A fitball is an inflated exercise ball with many names. Stability ball, Swiss ball, balance ball are just some of the other ways people may refer to fitballs. Judo is a sport that requires a strong back, chest, arms, legs and abdominals. Any exercise on a fitball will engage your stabilization muscles, making fitball exercises ideal for judo and other sports. Certain exercises are more applicable than others because they mimic the movements needed to practice the art.
Ball Dragon Flags
Dragon flags are a core-challenging exercise that increases strength in the abs and hip flexors. Maintaining your balance to do throws and other judo exercises requires a very strong core. The dragon flags involve raising your legs and pelvis quickly off the ground. Throwing your legs up with power may help you escape from being pinned when on the floor or even to get hold of an opponent. The fitball adds weight and instability, making this exercise even harder to do as the ball tries to escape your legs.

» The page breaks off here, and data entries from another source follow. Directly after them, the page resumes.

//! Client-side list view logic: free-text filtering, single-column
//! sorting, and fixed-size pagination.
//!
//! All of it is a pure function of the source rows plus the
//! [`TableState`]; no I/O and no interior mutability. Containers own a
//! `TableState` per entity list and recompute the [`TableView`] whenever
//! rows or state change.

/// Fixed page size used by every entity list.
pub const PAGE_SIZE: usize = 10;

/// Maximum number of numbered page buttons rendered at once.
pub const PAGE_WINDOW: usize = 5;

/// Sort direction for the active sort column.
#[derive(Debug, Clone, Copy, PartialEq, Eq)]
pub enum SortOrder {
    Ascending,
    Descending,
}

/// The active sort, if any.
#[derive(Debug, Clone, PartialEq, Eq)]
pub struct Sort {
    pub column: String,
    pub order: SortOrder,
}

/// A sortable cell value. Numbers compare numerically, text compares
/// case-insensitively; numbers order before text when a column mixes both.
#[derive(Debug, Clone, PartialEq)]
pub enum SortValue {
    Int(i64),
    Text(String),
}

impl SortValue {
    fn rank(&self) -> u8 {
        match self {
            SortValue::Int(_) => 0,
            SortValue::Text(_) => 1,
        }
    }

    fn cmp_value(&self, other: &Self) -> std::cmp::Ordering {
        match (self, other) {
            (SortValue::Int(a), SortValue::Int(b)) => a.cmp(b),
            (SortValue::Text(a), SortValue::Text(b)) => {
                a.to_lowercase().cmp(&b.to_lowercase())
            }
            _ => self.rank().cmp(&other.rank()),
        }
    }
}

/// Row interface consumed by the table logic.
pub trait TableRow {
    /// String-coercible cells matched by the free-text filter.
    fn search_text(&self) -> Vec<String>;

    /// Sort key for a named column; `None` when the column does not sort.
    fn sort_key(&self, column: &str) -> Option<SortValue>;
}

/// Why a rendered table is empty.
#[derive(Debug, Clone, Copy, PartialEq, Eq)]
pub enum EmptyState {
    /// The source collection itself has no rows ("add the first one").
    SourceEmpty,
    /// Rows exist but none match the current query ("refine the search").
    NoMatches,
}

/// One slot of the pagination strip.
#[derive(Debug, Clone, Copy, PartialEq, Eq)]
pub enum PageItem {
    Page(usize),
    Ellipsis,
}

/// Search / sort / page state for one entity list.
#[derive(Debug, Clone, Default)]
pub struct TableState {
    query: String,
    sort: Option<Sort>,
    page: usize,
}

impl TableState {
    pub fn new() -> Self {
        Self {
            query: String::new(),
            sort: None,
            page: 1,
        }
    }

    pub fn query(&self) -> &str {
        &self.query
    }

    pub fn sort(&self) -> Option<&Sort> {
        self.sort.as_ref()
    }

    /// Current 1-based page.
    pub fn page(&self) -> usize {
        self.page.max(1)
    }

    /// Update the free-text query. Any change resets the page to 1.
    pub fn set_query(&mut self, query: impl Into<String>) {
        let query = query.into();
        if query != self.query {
            self.query = query;
            self.page = 1;
        }
    }

    /// Reset to page 1; called by containers when the source rows change.
    pub fn reset_page(&mut self) {
        self.page = 1;
    }

    pub fn set_page(&mut self, page: usize) {
        self.page = page.max(1);
    }

    /// Cycle the sort state of a column header click:
    /// unsorted -> ascending -> descending -> unsorted. Clicking a
    /// different column starts it at ascending.
    pub fn toggle_sort(&mut self, column: &str) {
        self.sort = match self.sort.take() {
            Some(sort) if sort.column == column => match sort.order {
                SortOrder::Ascending => Some(Sort {
                    column: sort.column,
                    order: SortOrder::Descending,
                }),
                SortOrder::Descending => None,
            },
            _ => Some(Sort {
                column: column.to_string(),
                order: SortOrder::Ascending,
            }),
        };
    }

    /// Compute the visible page for the given source rows.
    pub fn view<'a, R: TableRow>(&self, rows: &'a [R]) -> TableView<'a, R> {
        let needle = self.query.trim().to_lowercase();

        let mut filtered: Vec<&R> = rows
            .iter()
            .filter(|row| {
                needle.is_empty()
                    || row
                        .search_text()
                        .iter()
                        .any(|cell| cell.to_lowercase().contains(&needle))
            })
            .collect();

        if let Some(sort) = &self.sort {
            // sort_by is stable, so ties keep insertion order.
            filtered.sort_by(|a, b| {
                let ord = match (a.sort_key(&sort.column), b.sort_key(&sort.column)) {
                    (Some(ka), Some(kb)) => ka.cmp_value(&kb),
                    (Some(_), None) => std::cmp::Ordering::Less,
                    (None, Some(_)) => std::cmp::Ordering::Greater,
                    (None, None) => std::cmp::Ordering::Equal,
                };
                match sort.order {
                    SortOrder::Ascending => ord,
                    SortOrder::Descending => ord.reverse(),
                }
            });
        }

        let total_rows = filtered.len();
        let total_pages = total_rows.div_ceil(PAGE_SIZE).max(1);
        let page = self.page().min(total_pages);

        let start = (page - 1) * PAGE_SIZE;
        let page_rows: Vec<&R> = filtered
            .into_iter()
            .skip(start)
            .take(PAGE_SIZE)
            .collect();

        let empty = if rows.is_empty() {
            Some(EmptyState::SourceEmpty)
        } else if total_rows == 0 {
            Some(EmptyState::NoMatches)
        } else {
            None
        };

        TableView {
            rows: page_rows,
            page,
            total_pages,
            total_rows,
            window: page_window(total_pages, page),
            empty,
        }
    }
}

/// The computed, renderable slice of a list.
#[derive(Debug)]
pub struct TableView<'a, R> {
    /// Rows of the current page, in filtered (and sorted) order.
    pub rows: Vec<&'a R>,
    /// Clamped 1-based current page.
    pub page: usize,
    pub total_pages: usize,
    /// Row count after filtering, before pagination.
    pub total_rows: usize,
    /// Numbered buttons plus ellipsis markers for the pagination strip.
    pub window: Vec<PageItem>,
    pub empty: Option<EmptyState>,
}

impl<R> TableView<'_, R> {
    pub fn has_prev(&self) -> bool {
        self.page > 1
    }

    pub fn has_next(&self) -> bool {
        self.page < self.total_pages
    }
}

/// Build the pagination strip: at most [`PAGE_WINDOW`] numbered slots
/// centered on the current page, with ellipsis markers (and the first /
/// last page numbers) when pages are elided.
fn page_window(total_pages: usize, current: usize) -> Vec<PageItem> {
    if total_pages <= PAGE_WINDOW {
        return (1..=total_pages).map(PageItem::Page).collect();
    }

    let half = PAGE_WINDOW / 2;
    let mut start = current.saturating_sub(half).max(1);
    let mut end = start + PAGE_WINDOW - 1;
    if end > total_pages {
        end = total_pages;
        start = end + 1 - PAGE_WINDOW;
    }

    let mut items = Vec::new();
    if start > 1 {
        items.push(PageItem::Page(1));
        if start > 2 {
            items.push(PageItem::Ellipsis);
        }
    }
    for p in start..=end {
        items.push(PageItem::Page(p));
    }
    if end < total_pages {
        if end < total_pages - 1 {
            items.push(PageItem::Ellipsis);
        }
        items.push(PageItem::Page(total_pages));
    }
    items
}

To perform a dragon flag with a fitball, lie on the floor with a ball between your lower legs. Squeeze tightly. This is the starting position. Bring your legs perpendicular to the floor first and then squeeze your abs and curl your hips off the floor. Reverse the motion and return to the starting position on the floor without dropping the ball.
Ball Wall Squats
Performing ball wall squats gets your legs and abdominals strong. You need strong legs to lift someone up onto your back and over you without toppling over yourself. Proper judo body mechanics is important too, but you need a certain amount of strength to maintain balance. To perform this exercise, stand with your feet shoulder-width apart and the fitball trapped between your lower back and a wall. Rest your arms on your thighs. Flex your knees and slide your hands down your thighs to your knees. Do not let your knees go over your toes. Keep your back straight. When your knees reach 90-degree angles, stop and then straighten back up. The ball will roll up and down your spine as you do ball wall squats.
Ball Dumbbell Press
The ball dumbbell press trains your upper body and abs. The ability to pin and throw opponents doesn't just come from mass. Some upper body strength will make executing your techniques easy and smooth. To perform the ball dumbbell press, grab a bar or dumbbells and sit on the fitball. Walk your feet forward and roll the ball up your back until your head and shoulders rest on the ball. Bend your knees and align your knees with your ankles. Make a straight line with your back and thighs. Then, bend your elbows and hold your arms at your sides with your hands pointing to the ceiling, palms facing away from your head and your elbows aligned with your armpits. This is your starting position. Press your arms up by extending your elbows. Drop your arms back to the starting position.